Billion-dollar gap

  • New Asian Infrastructure Investment Bank could help meet the funding gap in Nepal
Billion-dollar gap

Oct 27, 2014-

In 2009, the Asian Development Bank (ADB) and the World Bank estimated that developing economies in Asia would require a sustained investment of $9 trillion in physical infrastructure from 2010 to 2020 if they were to keep up with expected needs. Similarly, a World Bank study showed that Nepal alone will require $13-18 billion in investments in infrastructure from 2011 to 2020 if it expects to graduate from the status of a least developed country (LDC) to a developing one. Given this massive need, it is welcome news that Nepal was among the 20 countries that signed a Memorandum of Understanding on Friday to establish an Asian Infrastructure Investment Bank (AIIB) in Beijing.

Plans for the AIIB were first announced by Chinese President Xi Jinping and Prime Minister Li Keqiang at an October 2013 Asia-Pacific Economic Cooperation (APEC) meet in Bali, with an initial capital of $50 billion. By June of this year, the registered capital of the bank had been doubled to $100 billion—$50 billion from China and $50 billion from other partner countries. Though a Chinese-led initiative, the most heartening feature of the AIIB is that it has enjoyed broad support, not least from another Asian power, India. Nepal of course is one of the 20 countries that signed the MoU in Beijing.
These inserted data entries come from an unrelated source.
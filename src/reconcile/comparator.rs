//! Absolute-tolerance comparison of Software and HR values.

use rust_decimal::Decimal;
use serde::{Deserialize, Serialize};

use crate::models::MatchStatus;

/// The result of comparing two values.
#[derive(Debug, Clone, Copy, PartialEq, Eq, Serialize, Deserialize)]
pub struct Comparison {
    /// `software - hr`.
    pub difference: Decimal,
    /// `Match` when the absolute difference is within tolerance.
    pub status: MatchStatus,
}

/// Compares a Software value with its HR counterpart.
///
/// `Match` and `Mismatch` are the normal outcomes; the pipeline raises
/// `Error` for business-rule violations. A difference outside the decimal
/// range is reported saturated with status `Error`.
///
/// # Example
///
/// ```
/// use bonus_recon::models::MatchStatus;
/// use bonus_recon::reconcile::compare;
/// use rust_decimal::Decimal;
///
/// let tolerance = Decimal::new(12, 0);
/// let within = compare(Decimal::new(1000, 0), Decimal::new(990, 0), tolerance);
/// assert_eq!(within.status, MatchStatus::Match);
/// assert_eq!(within.difference, Decimal::new(10, 0));
///
/// let outside = compare(Decimal::new(1000, 0), Decimal::new(980, 0), tolerance);
/// assert_eq!(outside.status, MatchStatus::Mismatch);
/// ```
pub fn compare(software: Decimal, hr: Decimal, tolerance: Decimal) -> Comparison {
    let Some(difference) = software.checked_sub(hr) else {
        return Comparison {
            difference: software.saturating_sub(hr),
            status: MatchStatus::Error,
        };
    };
    let status = if difference.abs() <= tolerance {
        MatchStatus::Match
    } else {
        MatchStatus::Mismatch
    };
    Comparison { difference, status }
}
//! Request types for the reconciliation API.

use serde::{Deserialize, Serialize};

use crate::reconcile::ReconciliationInputs;

/// Request body for the `/reconcile` endpoint.
///
/// The workbooks sit at the top level of the body, keyed by role
/// (`staff`, `worker`, `hr`, `due_ledger`, `loan_ledger`, and the optional
/// `already_paid_ledger` and `override_workbook`). Each workbook is
/// `{"sheets": [{"name": ..., "rows": [[cell, ...], ...]}]}`.
#[derive(Debug, Clone, Serialize, Deserialize)]
pub struct ReconcileRequest {
    /// The input workbooks.
    #[serde(flatten)]
    pub inputs: ReconciliationInputs,
    /// Whether to send the run to the audit sink. Defaults to `true`.
    #[serde(default = "default_submit_audit")]
    pub submit_audit: bool,
}

fn default_submit_audit() -> bool {
    true
}

impl From<ReconcileRequest> for ReconciliationInputs {
    fn from(req: ReconcileRequest) -> Self {
        req.inputs
    }
}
With global investment in large-scale infrastructure led by the World Bank and the ADB, the AIIB looks to act as an effective complementary institution that will provide developing and underdeveloped countries with the much-needed cash. The AIIB can only benefit countries like Nepal, which, despite the influx of remittances, are in constant need of investments, both public and private. Remittance earnings, which is equivalent to 25 percent of Nepal’s GDP, is mostly used to meet basic needs. According to the Nepal Living Standards Survey 2010-11, about 80 percent of remittances is used for daily consumption, seven percent to repay debt, 4.5 to purchase property, 3.5 for education, and only 2.4 percent for capital formation. With little public savings, Nepal needs to rely increasingly on global lenders like the World Bank and ADB. But these banks are seemingly moving away from infrastructure and towards more concessional lending and knowledge sharing. According to the Organisation for Economic Cooperation and Development, net lending by multilateral development banks has been negative in five of the last 10 years. The AIIB could step into the gap left by the ADB and World Bank and provide the capital costs of infrastructure at competitive interest rates.

Given Nepal’s set goal of graduating to a developing country status by 2022 and the funds it needs to meet this goal, the presence of the AIIB should provide the country with another window to pursue loans to meet its investment gap. That said, we expect that the AIIB will work in tandem with the World Bank and ADB, given the latter’s expertise in infrastructure development in Nepal and the region. Nepal will thus have access to competitive interest rates and benefit from the complementary roles these institutions will seek to play in the country.